>>
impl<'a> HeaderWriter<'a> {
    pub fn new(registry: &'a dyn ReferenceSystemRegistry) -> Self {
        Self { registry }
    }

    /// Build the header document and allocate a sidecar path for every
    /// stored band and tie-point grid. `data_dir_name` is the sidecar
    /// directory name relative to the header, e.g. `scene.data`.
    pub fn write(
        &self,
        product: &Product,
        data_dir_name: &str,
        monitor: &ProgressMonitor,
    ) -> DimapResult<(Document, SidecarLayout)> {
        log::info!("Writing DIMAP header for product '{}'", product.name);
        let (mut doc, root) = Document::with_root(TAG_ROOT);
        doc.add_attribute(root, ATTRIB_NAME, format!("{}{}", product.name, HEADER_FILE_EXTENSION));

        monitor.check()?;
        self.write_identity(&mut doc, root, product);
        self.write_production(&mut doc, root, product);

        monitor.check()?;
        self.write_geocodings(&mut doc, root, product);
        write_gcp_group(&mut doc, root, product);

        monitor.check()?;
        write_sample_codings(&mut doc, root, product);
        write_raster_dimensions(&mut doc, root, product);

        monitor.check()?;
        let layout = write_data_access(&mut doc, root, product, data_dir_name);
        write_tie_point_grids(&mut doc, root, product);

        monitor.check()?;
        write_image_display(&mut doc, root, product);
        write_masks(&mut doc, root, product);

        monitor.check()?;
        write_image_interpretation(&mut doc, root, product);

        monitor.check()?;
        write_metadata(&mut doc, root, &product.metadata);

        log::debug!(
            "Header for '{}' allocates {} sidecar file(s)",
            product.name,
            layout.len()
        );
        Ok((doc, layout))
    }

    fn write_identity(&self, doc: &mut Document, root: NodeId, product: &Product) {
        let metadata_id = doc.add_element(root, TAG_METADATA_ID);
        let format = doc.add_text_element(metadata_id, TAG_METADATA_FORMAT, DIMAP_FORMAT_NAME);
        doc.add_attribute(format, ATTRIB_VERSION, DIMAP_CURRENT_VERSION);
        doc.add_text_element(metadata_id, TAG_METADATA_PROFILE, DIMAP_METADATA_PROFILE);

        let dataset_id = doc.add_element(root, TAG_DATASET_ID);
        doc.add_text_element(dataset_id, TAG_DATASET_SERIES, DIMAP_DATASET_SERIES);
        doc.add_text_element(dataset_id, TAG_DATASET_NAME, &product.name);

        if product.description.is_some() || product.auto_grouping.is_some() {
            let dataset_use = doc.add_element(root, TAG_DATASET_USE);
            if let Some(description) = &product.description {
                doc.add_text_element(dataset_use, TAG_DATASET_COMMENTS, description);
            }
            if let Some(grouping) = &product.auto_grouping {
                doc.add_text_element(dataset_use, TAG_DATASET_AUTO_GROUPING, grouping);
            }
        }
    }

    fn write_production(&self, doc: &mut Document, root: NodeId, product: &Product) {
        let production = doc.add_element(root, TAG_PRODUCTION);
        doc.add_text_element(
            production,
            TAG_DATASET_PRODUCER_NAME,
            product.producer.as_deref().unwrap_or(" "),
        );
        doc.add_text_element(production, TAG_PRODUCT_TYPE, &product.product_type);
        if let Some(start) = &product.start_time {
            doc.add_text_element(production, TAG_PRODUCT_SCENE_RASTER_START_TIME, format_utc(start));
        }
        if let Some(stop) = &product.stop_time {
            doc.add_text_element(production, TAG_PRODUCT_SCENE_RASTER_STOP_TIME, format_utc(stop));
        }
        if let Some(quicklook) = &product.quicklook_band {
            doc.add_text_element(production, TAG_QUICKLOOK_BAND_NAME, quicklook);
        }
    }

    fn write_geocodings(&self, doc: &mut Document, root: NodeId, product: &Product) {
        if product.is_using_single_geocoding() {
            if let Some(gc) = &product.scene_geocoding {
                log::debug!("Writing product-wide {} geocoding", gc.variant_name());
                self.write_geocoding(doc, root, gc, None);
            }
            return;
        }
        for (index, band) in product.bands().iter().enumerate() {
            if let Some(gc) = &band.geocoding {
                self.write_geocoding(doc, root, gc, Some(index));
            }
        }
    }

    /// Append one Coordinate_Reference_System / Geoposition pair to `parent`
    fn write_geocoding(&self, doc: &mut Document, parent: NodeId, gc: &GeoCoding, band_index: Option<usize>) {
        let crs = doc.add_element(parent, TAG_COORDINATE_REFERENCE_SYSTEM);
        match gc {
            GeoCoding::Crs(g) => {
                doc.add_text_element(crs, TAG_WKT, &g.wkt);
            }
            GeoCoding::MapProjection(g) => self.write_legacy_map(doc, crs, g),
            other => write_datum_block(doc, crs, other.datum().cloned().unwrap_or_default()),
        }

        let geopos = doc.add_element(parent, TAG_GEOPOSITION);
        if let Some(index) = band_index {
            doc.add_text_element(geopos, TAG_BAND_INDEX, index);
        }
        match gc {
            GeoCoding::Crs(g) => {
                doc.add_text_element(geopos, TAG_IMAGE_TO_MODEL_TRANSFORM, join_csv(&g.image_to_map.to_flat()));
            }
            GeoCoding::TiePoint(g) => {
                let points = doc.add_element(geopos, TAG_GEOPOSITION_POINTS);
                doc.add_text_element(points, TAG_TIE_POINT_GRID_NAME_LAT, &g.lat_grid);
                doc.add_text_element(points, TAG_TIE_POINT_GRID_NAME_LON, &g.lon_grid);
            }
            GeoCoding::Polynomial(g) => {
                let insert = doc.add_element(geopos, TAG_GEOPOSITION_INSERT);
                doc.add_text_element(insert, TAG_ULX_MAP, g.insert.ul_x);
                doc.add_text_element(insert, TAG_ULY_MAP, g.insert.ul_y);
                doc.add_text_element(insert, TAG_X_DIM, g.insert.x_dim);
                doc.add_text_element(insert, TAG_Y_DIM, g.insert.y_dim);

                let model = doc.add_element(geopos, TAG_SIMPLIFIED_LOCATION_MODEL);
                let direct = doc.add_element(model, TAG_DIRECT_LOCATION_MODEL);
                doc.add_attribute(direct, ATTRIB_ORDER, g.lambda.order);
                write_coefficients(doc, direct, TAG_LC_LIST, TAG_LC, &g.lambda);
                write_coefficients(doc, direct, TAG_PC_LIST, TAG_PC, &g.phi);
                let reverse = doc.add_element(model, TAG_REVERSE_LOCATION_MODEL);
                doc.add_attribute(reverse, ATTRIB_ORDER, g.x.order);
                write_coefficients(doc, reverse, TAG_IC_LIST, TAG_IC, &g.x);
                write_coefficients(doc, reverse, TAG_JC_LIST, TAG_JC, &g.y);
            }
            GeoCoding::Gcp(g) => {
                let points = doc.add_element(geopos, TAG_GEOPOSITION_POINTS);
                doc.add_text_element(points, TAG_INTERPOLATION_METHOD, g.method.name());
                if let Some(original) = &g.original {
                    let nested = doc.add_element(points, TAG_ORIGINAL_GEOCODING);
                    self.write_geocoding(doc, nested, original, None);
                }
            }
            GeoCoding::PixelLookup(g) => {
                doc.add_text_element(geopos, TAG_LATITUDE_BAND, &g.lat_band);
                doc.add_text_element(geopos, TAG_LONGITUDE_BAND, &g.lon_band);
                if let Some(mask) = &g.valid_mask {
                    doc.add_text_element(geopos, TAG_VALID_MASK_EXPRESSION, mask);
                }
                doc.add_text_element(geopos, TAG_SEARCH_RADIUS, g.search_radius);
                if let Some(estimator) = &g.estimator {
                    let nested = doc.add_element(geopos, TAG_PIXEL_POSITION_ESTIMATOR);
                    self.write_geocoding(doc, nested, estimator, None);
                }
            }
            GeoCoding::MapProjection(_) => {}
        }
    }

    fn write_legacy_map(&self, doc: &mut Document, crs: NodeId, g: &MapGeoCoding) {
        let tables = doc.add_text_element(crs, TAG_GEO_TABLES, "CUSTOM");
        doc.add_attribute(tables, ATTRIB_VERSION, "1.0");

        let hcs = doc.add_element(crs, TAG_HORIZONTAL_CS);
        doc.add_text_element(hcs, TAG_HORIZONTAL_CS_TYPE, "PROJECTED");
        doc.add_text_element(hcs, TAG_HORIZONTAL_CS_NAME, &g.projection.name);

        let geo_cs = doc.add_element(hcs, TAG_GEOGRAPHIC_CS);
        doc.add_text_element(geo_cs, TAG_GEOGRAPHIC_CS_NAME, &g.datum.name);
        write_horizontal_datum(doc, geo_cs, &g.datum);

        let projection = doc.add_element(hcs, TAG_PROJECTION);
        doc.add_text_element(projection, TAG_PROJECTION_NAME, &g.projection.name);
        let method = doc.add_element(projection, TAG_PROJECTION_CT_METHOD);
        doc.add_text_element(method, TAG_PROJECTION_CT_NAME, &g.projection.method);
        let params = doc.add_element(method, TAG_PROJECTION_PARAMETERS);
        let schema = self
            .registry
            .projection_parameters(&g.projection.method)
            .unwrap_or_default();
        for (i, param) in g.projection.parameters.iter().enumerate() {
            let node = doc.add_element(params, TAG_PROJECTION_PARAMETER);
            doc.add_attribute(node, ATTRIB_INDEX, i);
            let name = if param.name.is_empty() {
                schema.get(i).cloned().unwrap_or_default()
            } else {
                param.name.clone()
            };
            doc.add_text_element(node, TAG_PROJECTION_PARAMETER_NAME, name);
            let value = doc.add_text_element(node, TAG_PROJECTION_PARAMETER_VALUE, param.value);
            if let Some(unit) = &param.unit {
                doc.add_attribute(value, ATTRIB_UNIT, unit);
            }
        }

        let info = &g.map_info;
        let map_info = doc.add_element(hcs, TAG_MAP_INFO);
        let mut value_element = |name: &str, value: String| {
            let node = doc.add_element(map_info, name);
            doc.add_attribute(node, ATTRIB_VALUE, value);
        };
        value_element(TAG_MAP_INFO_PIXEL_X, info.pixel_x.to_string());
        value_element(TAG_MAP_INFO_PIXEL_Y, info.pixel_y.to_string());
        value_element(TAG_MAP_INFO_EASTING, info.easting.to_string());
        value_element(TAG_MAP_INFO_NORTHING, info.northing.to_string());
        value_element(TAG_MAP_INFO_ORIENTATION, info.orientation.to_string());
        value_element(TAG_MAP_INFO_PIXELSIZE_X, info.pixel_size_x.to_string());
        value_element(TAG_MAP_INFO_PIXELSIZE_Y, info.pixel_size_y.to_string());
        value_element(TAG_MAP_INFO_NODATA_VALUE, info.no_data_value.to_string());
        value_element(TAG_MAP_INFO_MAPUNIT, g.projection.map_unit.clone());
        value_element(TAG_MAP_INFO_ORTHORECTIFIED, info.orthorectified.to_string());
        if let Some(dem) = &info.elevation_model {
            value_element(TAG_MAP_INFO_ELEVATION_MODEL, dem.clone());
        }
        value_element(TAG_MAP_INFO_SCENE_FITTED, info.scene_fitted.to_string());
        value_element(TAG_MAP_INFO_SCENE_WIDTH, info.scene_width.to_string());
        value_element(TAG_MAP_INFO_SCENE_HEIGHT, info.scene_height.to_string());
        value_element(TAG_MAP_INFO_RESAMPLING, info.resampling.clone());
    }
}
<<
What is wanted is every line from the first line of the entries through the line that contains "DIMAP header for", given again exactly.

Finished task:
impl<'a> HeaderWriter<'a> {
    pub fn new(registry: &'a dyn ReferenceSystemRegistry) -> Self {
        Self { registry }
    }

    /// Build the header document and allocate a sidecar path for every
    /// stored band and tie-point grid. `data_dir_name` is the sidecar
    /// directory name relative to the header, e.g. `scene.data`.
    pub fn write(
        &self,
        product: &Product,
        data_dir_name: &str,
        monitor: &ProgressMonitor,
    ) -> DimapResult<(Document, SidecarLayout)> {
        log::info!("Writing DIMAP header for product '{}'", product.name);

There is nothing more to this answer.